● **YOUR GOAL**:
The lines to copy are those with "DateWindow" in them. Pull each one from the entries below.

● **Records contained in a dataset**:
——————
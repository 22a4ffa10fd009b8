//! Shared domain types.
//!
//! These types are intentionally kept lightweight and serializable so they can be:
//!
//! - built up during a single ingest pass
//! - exported to JSON/CSV
//! - handed to downstream collaborators (storage, narrative insights) as plain data

use std::path::PathBuf;

use clap::ValueEnum;
use serde::{Deserialize, Serialize};

use crate::estimate::EstimatedMetrics;

/// Header names that are metadata, not reporting dates (compared case-insensitively).
pub const PROVINCE_COLUMN: &str = "Province/State";
pub const COUNTRY_COLUMN: &str = "Country/Region";
pub const LAT_COLUMN: &str = "Lat";
pub const LONG_COLUMN: &str = "Long";

pub const RESERVED_COLUMNS: [&str; 4] = [PROVINCE_COLUMN, COUNTRY_COLUMN, LAT_COLUMN, LONG_COLUMN];

/// `lastUpdated` value used when the source has no date column at all.
pub const UNKNOWN_DATE: &str = "Unknown";

/// Field delimiter of the source table.
#[derive(Debug, Clone, Copy, PartialEq, Eq, Default, Serialize, Deserialize, ValueEnum)]
#[serde(rename_all = "lowercase")]
pub enum Delimiter {
    /// Tab-separated (the Johns Hopkins export layout).
    #[default]
    Tab,
    Comma,
}

impl Delimiter {
    pub fn as_byte(self) -> u8 {
        match self {
            Delimiter::Tab => b'\t',
            Delimiter::Comma => b',',
        }
    }
}

/// How date-column cells that are neither blank, `N/A`, nor an integer are treated.
#[derive(Debug, Clone, Copy, PartialEq, Eq, Default, Serialize, Deserialize, ValueEnum)]
#[serde(rename_all = "lowercase")]
pub enum CellPolicy {
    /// The row is malformed and gets skipped.
    #[default]
    Strict,
    /// The cell counts as zero and the row is kept.
    Lenient,
}

/// A header recognized as a reporting date.
#[derive(Debug, Clone, PartialEq, Eq, Serialize, Deserialize)]
pub struct DateColumn {
    /// Zero-based position in the header row.
    pub index: usize,
    /// Header text as it appears in the source (trimmed).
    pub label: String,
}

/// The two most recent date columns: rightmost is `latest`, the one before is `previous`.
#[derive(Debug, Clone, Default, PartialEq, Eq, Serialize, Deserialize)]
pub struct DateWindow {
    pub latest: Option<DateColumn>,
    pub previous: Option<DateColumn>,
}

impl DateWindow {
    /// Pick the window from date columns in left-to-right source order.
    pub fn from_columns(columns: &[DateColumn]) -> Self {
        let mut rev = columns.iter().rev();
        let latest = rev.next().cloned();
        let previous = rev.next().cloned();
        Self { latest, previous }
    }

    /// Label stamped on every record as `lastUpdated`.
    pub fn last_updated_label(&self) -> &str {
        self.latest
            .as_ref()
            .map(|c| c.label.as_str())
            .unwrap_or(UNKNOWN_DATE)
    }
}

/// One source line (one region/sub-region): ordered column name → raw cell.
#[derive(Debug, Clone, Default, PartialEq, Eq)]
pub struct RawRow {
    /// 1-based line number in the source (header is line 1).
    pub line: usize,
    pub cells: Vec<(String, String)>,
}

impl RawRow {
    pub fn new(line: usize) -> Self {
        Self {
            line,
            cells: Vec::new(),
        }
    }

    /// Builder-style helper, mostly for tests and in-memory sources.
    pub fn with(mut self, column: impl Into<String>, value: impl Into<String>) -> Self {
        self.cells.push((column.into(), value.into()));
        self
    }

    /// Look up a cell by column name (case-insensitive); the value is trimmed.
    pub fn get(&self, column: &str) -> Option<&str> {
        let column = column.trim();
        self.cells
            .iter()
            .find(|(name, _)| name.trim().eq_ignore_ascii_case(column))
            .map(|(_, value)| value.trim())
    }

    /// Cell of a date column, read by source position.
    ///
    /// Falls back to the rightmost cell with that label when the row was not
    /// built from the header (positions do not line up).
    pub fn date_cell(&self, column: &DateColumn) -> Option<&str> {
        if let Some((name, value)) = self.cells.get(column.index) {
            if name.trim().eq_ignore_ascii_case(column.label.trim()) {
                return Some(value.trim());
            }
        }
        self.cells
            .iter()
            .rev()
            .find(|(name, _)| name.trim().eq_ignore_ascii_case(column.label.trim()))
            .map(|(_, value)| value.trim())
    }
}

/// In-progress running totals for one country during a single ingest pass.
#[derive(Debug, Clone, PartialEq, Eq)]
pub struct CountryAccumulator {
    pub country: String,
    pub total_cases: i64,
    pub new_cases: i64,
    pub last_updated: String,
    /// Always derived from the *current* `total_cases` / `new_cases`.
    pub estimates: EstimatedMetrics,
}

impl CountryAccumulator {
    pub fn new(country: impl Into<String>, latest_cases: i64, delta: i64, last_updated: impl Into<String>) -> Self {
        Self {
            country: country.into(),
            total_cases: latest_cases,
            new_cases: delta,
            last_updated: last_updated.into(),
            estimates: EstimatedMetrics::from_totals(latest_cases, delta),
        }
    }

    /// Fold another region of the same country in, then re-derive the estimates.
    ///
    /// On overflow nothing is changed and `None` is returned.
    pub fn add_region(&mut self, latest_cases: i64, delta: i64) -> Option<()> {
        let total_cases = self.total_cases.checked_add(latest_cases)?;
        let new_cases = self.new_cases.checked_add(delta)?;
        self.total_cases = total_cases;
        self.new_cases = new_cases;
        self.estimates = EstimatedMetrics::from_totals(total_cases, new_cases);
        Some(())
    }

    pub fn to_record(&self) -> CountryRecord {
        CountryRecord {
            country: self.country.clone(),
            total_cases: self.total_cases,
            new_cases: self.new_cases,
            total_deaths: self.estimates.total_deaths,
            new_deaths: self.estimates.new_deaths,
            total_recovered: self.estimates.total_recovered,
            active_cases: self.estimates.active_cases,
            critical_cases: self.estimates.critical_cases,
            last_updated: self.last_updated.clone(),
        }
    }
}

/// Normalized country-level summary (one per country).
#[derive(Debug, Clone, PartialEq, Eq, Serialize, Deserialize)]
#[serde(rename_all = "camelCase")]
pub struct CountryRecord {
    pub country: String,
    pub total_cases: i64,
    pub new_cases: i64,
    pub total_deaths: i64,
    pub new_deaths: i64,
    pub total_recovered: i64,
    pub active_cases: i64,
    pub critical_cases: i64,
    pub last_updated: String,
}

/// Worldwide roll-up of every country record.
#[derive(Debug, Clone, PartialEq, Eq, Serialize, Deserialize)]
#[serde(rename_all = "camelCase")]
pub struct GlobalStats {
    pub total_cases: i64,
    pub total_deaths: i64,
    pub total_recovered: i64,
    pub active_cases: i64,
    pub critical_cases: i64,
    pub affected_countries: usize,
    pub last_updated: String,
}

/// Where and how to read the source table.
#[derive(Debug, Clone)]
pub struct IngestConfig {
    pub source: PathBuf,
    pub delimiter: Delimiter,
    pub cell_policy: CellPolicy,
}

impl IngestConfig {
    pub fn new(source: impl Into<PathBuf>) -> Self {
        Self {
            source: source.into(),
            delimiter: Delimiter::default(),
            cell_policy: CellPolicy::default(),
        }
    }
}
——————
● **TASK RESULT**:
pub struct DateWindow {
impl DateWindow {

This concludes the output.